THE RECORDS:
"""
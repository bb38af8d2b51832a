//! Demo data for local development.

use std::sync::Arc;

use anyhow::{Context, Result};
use chrono::{Duration, Utc};
use kinnect_auth::JwtManager;
use kinnect_config::AppConfig;
use kinnect_database::MemberRole;
use kinnect_families::{EventService, FamilyService, MemberTarget, NewEvent, NewFamily, NewMember};
use kinnect_media::ObjectStore;
use kinnect_posts::{CommentService, NewComment, NewPost, PostService};
use kinnect_users::{RegisterInput, UserService};
use sqlx::SqlitePool;
use tracing::info;

pub const DEMO_PASSWORD: &str = "kinnect-demo-1";

const DEMO_USERS: [(&str, &str, &str, &str); 3] = [
    ("alice@kinnect.test", "alice", "Alice", "Harper"),
    ("ben@kinnect.test", "ben", "Ben", "Harper"),
    ("carla@kinnect.test", "carla", "Carla", "Ortiz"),
];

#[derive(Debug, Default, PartialEq, Eq)]
pub struct SeedReport {
    pub users: usize,
    pub families: usize,
    pub events: usize,
    pub posts: usize,
}

/// Populate an empty database with a small demo family. A database that
/// already has users is left alone.
pub async fn seed_demo_data(
    pool: &SqlitePool,
    store: Arc<dyn ObjectStore>,
    config: &AppConfig,
) -> Result<Option<SeedReport>> {
    let existing: i64 = sqlx::query_scalar("SELECT COUNT(*) FROM users")
        .fetch_one(pool)
        .await
        .context("failed to count users")?;
    if existing > 0 {
        info!(existing, "database already has users, skipping seed");
        return Ok(None);
    }

    let jwt = Arc::new(JwtManager::from_config(&config.auth));
    let users = UserService::new(pool.clone(), jwt, store);
    let families = FamilyService::new(pool.clone());
    let events = EventService::new(pool.clone());
    let posts = PostService::new(pool.clone());
    let comments = CommentService::new(pool.clone());

    let mut ids = Vec::with_capacity(DEMO_USERS.len());
    for (email, username, first_name, last_name) in DEMO_USERS {
        let registered = users
            .register(RegisterInput {
                email: email.to_string(),
                password: DEMO_PASSWORD.to_string(),
                first_name: first_name.to_string(),
                last_name: last_name.to_string(),
                username: Some(username.to_string()),
            })
            .await
            .with_context(|| format!("failed to register {email}"))?;
        ids.push(registered.user.id);
    }
    let (alice, ben, carla) = (&ids[0], &ids[1], &ids[2]);

    let family = families
        .create(
            alice,
            NewFamily {
                name: "The Harpers".to_string(),
                description: Some("Sunday dinners and everything in between".to_string()),
                settings: None,
            },
        )
        .await
        .context("failed to create demo family")?;
    families
        .add_member(
            &family.id,
            alice,
            NewMember {
                target: MemberTarget::UserId(ben.clone()),
                role: Some(MemberRole::Member),
            },
        )
        .await
        .context("failed to add demo member")?;

    let start = Utc::now() + Duration::days(14);
    let event = events
        .create(
            alice,
            NewEvent {
                family_id: family.id.clone(),
                title: "Summer picnic".to_string(),
                description: Some("Bring a dish to share".to_string()),
                location: Some("Riverside park".to_string()),
                start_time: start.to_rfc3339(),
                end_time: Some((start + Duration::hours(4)).to_rfc3339()),
            },
        )
        .await
        .context("failed to create demo event")?;
    events
        .invite(&event.event.id, alice, &[carla.clone()])
        .await
        .context("failed to invite demo guest")?;

    let post = posts
        .create(
            alice,
            NewPost {
                content: "Picnic is on! Who is bringing dessert?".to_string(),
                family_ids: vec![family.id.clone()],
                event_ids: vec![event.event.id.clone()],
                media_ids: Vec::new(),
            },
        )
        .await
        .context("failed to create demo post")?;
    comments
        .create(
            &post.post.id,
            ben,
            NewComment {
                content: "I'll make the lemon tart.".to_string(),
                parent_id: None,
            },
        )
        .await
        .context("failed to create demo comment")?;

    Ok(Some(SeedReport {
        users: ids.len(),
        families: 1,
        events: 1,
        posts: 1,
    }))
}
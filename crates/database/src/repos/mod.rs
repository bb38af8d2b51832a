//! Repositories over the family and post tables

pub mod family_repository;
pub mod member_repository;
pub mod post_repository;

pub use family_repository::*;
pub use member_repository::*;
pub use post_repository::*;

use crate::types::{ServiceError, ServiceResult};

/// Serialize a value for one of the JSON TEXT columns.
pub(crate) fn encode_json<T: serde::Serialize>(value: &T) -> ServiceResult<String> {
    serde_json::to_string(value).map_err(ServiceError::internal)
}

#[cfg(test)]
mod tests {
    use super::*;
    use crate::entities::FamilySettings;

    #[test]
    fn settings_encode_as_camel_case_json() {
        let json = encode_json(&FamilySettings::default()).unwrap();
        assert_eq!(json, r#"{"isPrivate":true,"allowMemberInvites":false}"#);
    }
}
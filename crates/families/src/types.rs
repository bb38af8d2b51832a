//! Inputs accepted and views returned by the family and event services.

use serde::Serialize;
use sqlx::{sqlite::SqliteRow, FromRow, Row};
use utoipa::ToSchema;

use kinnect_database::{
    AttendanceCounts, AttendanceStatus, Event, EventInvitation, Family, FamilySettings,
    MemberDetails, MemberPermissions, MemberRole,
};

#[derive(Debug, Clone)]
pub struct NewFamily {
    pub name: String,
    pub description: Option<String>,
    pub settings: Option<FamilySettings>,
}

/// Partial family update; `None` leaves the field untouched.
#[derive(Debug, Clone, Default)]
pub struct FamilyUpdate {
    pub name: Option<String>,
    pub description: Option<String>,
    pub settings: Option<FamilySettings>,
}

/// How the user being added to a family is identified.
#[derive(Debug, Clone, PartialEq, Eq)]
pub enum MemberTarget {
    UserId(String),
    Email(String),
}

#[derive(Debug, Clone)]
pub struct NewMember {
    pub target: MemberTarget,
    pub role: Option<MemberRole>,
}

#[derive(Debug, Clone, Default)]
pub struct MemberUpdate {
    pub role: Option<MemberRole>,
    pub permissions: Option<MemberPermissions>,
}

/// A family together with its members.
#[derive(Debug, Clone, Serialize, ToSchema)]
#[serde(rename_all = "camelCase")]
pub struct FamilyDetails {
    #[serde(flatten)]
    pub family: Family,
    pub members: Vec<MemberDetails>,
}

#[derive(Debug, Clone)]
pub struct NewEvent {
    pub family_id: String,
    pub title: String,
    pub description: Option<String>,
    pub location: Option<String>,
    pub start_time: String,
    pub end_time: Option<String>,
}

#[derive(Debug, Clone, Default)]
pub struct EventUpdate {
    pub title: Option<String>,
    pub description: Option<String>,
    pub location: Option<String>,
    pub start_time: Option<String>,
    pub end_time: Option<String>,
}

#[derive(Debug, Clone, Default)]
pub struct EventFilter {
    pub family_id: Option<String>,
    pub upcoming: bool,
}

/// An event with its attendance tallies and the viewer's own response.
#[derive(Debug, Clone, Serialize, ToSchema)]
#[serde(rename_all = "camelCase")]
pub struct EventDetails {
    #[serde(flatten)]
    pub event: Event,
    pub attendance: AttendanceCounts,
    pub my_status: Option<AttendanceStatus>,
}

/// A pending invitation shown with the event it is for.
#[derive(Debug, Clone, Serialize, ToSchema)]
#[serde(rename_all = "camelCase")]
pub struct InvitationDetails {
    #[serde(flatten)]
    pub invitation: EventInvitation,
    pub event: Event,
}

impl<'r> FromRow<'r, SqliteRow> for InvitationDetails {
    fn from_row(row: &'r SqliteRow) -> Result<Self, sqlx::Error> {
        let invitation = EventInvitation::from_row(row)?;
        let event = Event {
            id: invitation.event_id.clone(),
            family_id: row.try_get("family_id")?,
            created_by: row.try_get("event_created_by")?,
            title: row.try_get("title")?,
            description: row.try_get("description")?,
            location: row.try_get("location")?,
            start_time: row.try_get("start_time")?,
            end_time: row.try_get("end_time")?,
            created_at: row.try_get("event_created_at")?,
            updated_at: row.try_get("event_updated_at")?,
        };
        Ok(Self { invitation, event })
    }
}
"""
REQUIRED WORK:
Copy the lines from the start of the data verbatim, stopping after the line containing "let users = UserService::new(pool.clone(), jwt, store);".

OUTPUT FOR THIS EXERCISE:
repository bb38af8d2b51832a
//! Demo data for local development.

use std::sync::Arc;

use anyhow::{Context, Result};
use chrono::{Duration, Utc};
use kinnect_auth::JwtManager;
use kinnect_config::AppConfig;
use kinnect_database::MemberRole;
use kinnect_families::{EventService, FamilyService, MemberTarget, NewEvent, NewFamily, NewMember};
use kinnect_media::ObjectStore;
use kinnect_posts::{CommentService, NewComment, NewPost, PostService};
use kinnect_users::{RegisterInput, UserService};
use sqlx::SqlitePool;
use tracing::info;

pub const DEMO_PASSWORD: &str = "kinnect-demo-1";

const DEMO_USERS: [(&str, &str, &str, &str); 3] = [
    ("alice@kinnect.test", "alice", "Alice", "Harper"),
    ("ben@kinnect.test", "ben", "Ben", "Harper"),
    ("carla@kinnect.test", "carla", "Carla", "Ortiz"),
];

#[derive(Debug, Default, PartialEq, Eq)]
pub struct SeedReport {
    pub users: usize,
    pub families: usize,
    pub events: usize,
    pub posts: usize,
}

/// Populate an empty database with a small demo family. A database that
/// already has users is left alone.
pub async fn seed_demo_data(
    pool: &SqlitePool,
    store: Arc<dyn ObjectStore>,
    config: &AppConfig,
) -> Result<Option<SeedReport>> {
    let existing: i64 = sqlx::query_scalar("SELECT COUNT(*) FROM users")
        .fetch_one(pool)
        .await
        .context("failed to count users")?;
    if existing > 0 {
        info!(existing, "database already has users, skipping seed");
        return Ok(None);
    }

    let jwt = Arc::new(JwtManager::from_config(&config.auth));
    let users = UserService::new(pool.clone(), jwt, store);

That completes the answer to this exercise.